Henry Siegman (born 1930) is a German-born American. He is President of the U.S./Middle East Project (USMEP), an initiative focused on U.S.-Middle East policy and the Israeli–Palestinian conflict, launched by the Council on Foreign Relations in 1994, and  established as an independent policy institute in 2006 under the chairmanship of General (Ret.) Brent Scowcroft. As of July 1, 2016 Siegman will assume the title of President Emeritus of the USMEP.

He is a former non-resident visiting research professor at the Sir Joseph Hotung Middle East Program of the School of Oriental and African Studies, University of London, a former Senior Fellow on the Middle East at the Council on Foreign Relations, and a former National Director of the American Jewish Congress.

Early life and education
Siegman, a Jewish American, was born in 1930 in Frankfurt, Germany. Moving to the United States, Siegman studied and was ordained as an Orthodox Rabbi by Yeshiva Torah Vodaas. He served as a United States Army chaplain in the Korean War, where he was awarded the Bronze Star Medal and the Purple Heart.

Career
He is a former senior fellow at the Council on Foreign Relations. Prior to that, he was the executive director of the American Jewish Congress (1978–1994).

Political views
Siegman is a critic of Israeli policies in the West Bank.

He refers to Israel as a "de-facto apartheid" state and said in 2012 that the "two-state solution is dead".

Siegman supports the idea of moral equivalence in the Israeli–Palestinian conflict. He advocates engagement with Hamas and believes that Palestinian Authority president Mahmoud Abbas is able to form a unity government between Hamas and his own Fatah and make peace with Israel. Siegman met with Hamas' leader Khaled Mashal in Syria.

He says that Yasser Arafat made a "disastrous mistake" in rejecting the peace offer, but that "based on my 14 years of dealings with Arafat, I reject the notion that he was bent on Israel's destruction". Siegman is critical of Ariel Sharon, about whom he wrote: "The war Sharon is waging is not aimed at the defeat of Palestinian terrorism but at the defeat of the Palestinian people and their aspirations for national self-determination".

He strongly defended former president Jimmy Carter's book Palestine: Peace Not Apartheid. He has also criticized the peace efforts by Ehud Olmert and George W. Bush.

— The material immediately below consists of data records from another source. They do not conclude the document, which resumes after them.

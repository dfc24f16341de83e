//! Table output formatting

use tabled::{
    Table, Tabled,
    settings::{Alignment, Modify, Style, object::Rows},
};

/// Format data as a table
pub fn format_table<T: Tabled>(data: &[T]) -> String {
    if data.is_empty() {
        return "No results found.".to_string();
    }

    let mut table = Table::new(data);
    table
        .with(Style::rounded())
        .with(Modify::new(Rows::first()).with(Alignment::center()));

    table.to_string()
}

#[derive(Tabled)]
struct Field<'a> {
    #[tabled(rename = "SETTING")]
    name: &'a str,
    #[tabled(rename = "VALUE")]
    value: &'a str,
}

/// Two-column table of labelled values, for status-style output
pub fn format_fields(fields: &[(&str, String)]) -> String {
    let rows: Vec<Field<'_>> = fields
        .iter()
        .map(|(name, value)| Field {
            name: *name,
            value: value.as_str(),
        })
        .collect();
    let mut table = Table::new(rows);
    table.with(Style::rounded());
    table.to_string()
}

Siegman has described the process as a "scam" because of a "consensus reached long ago by Israel's decision-making elites that Israel will never allow the emergence of a Palestinian state".

Reception
Jeffrey Donovan, writing in Radio Free Europe, calls him "a leading U.S. expert on the Middle East".

Nathan Guttman, writing in The Forward said that Siegman helped to publicize the "Saudi plan", after it was revealed publicly for the first time in The New York Times. In addition, Guttman writes that Siegman is in the "far-left corner of the Middle East worldview".

Journalist David Rieff said, in 2004, that Siegman is "perhaps the most perceptive American observer-participant in the last two decades of Israeli-Palestinian negotiations".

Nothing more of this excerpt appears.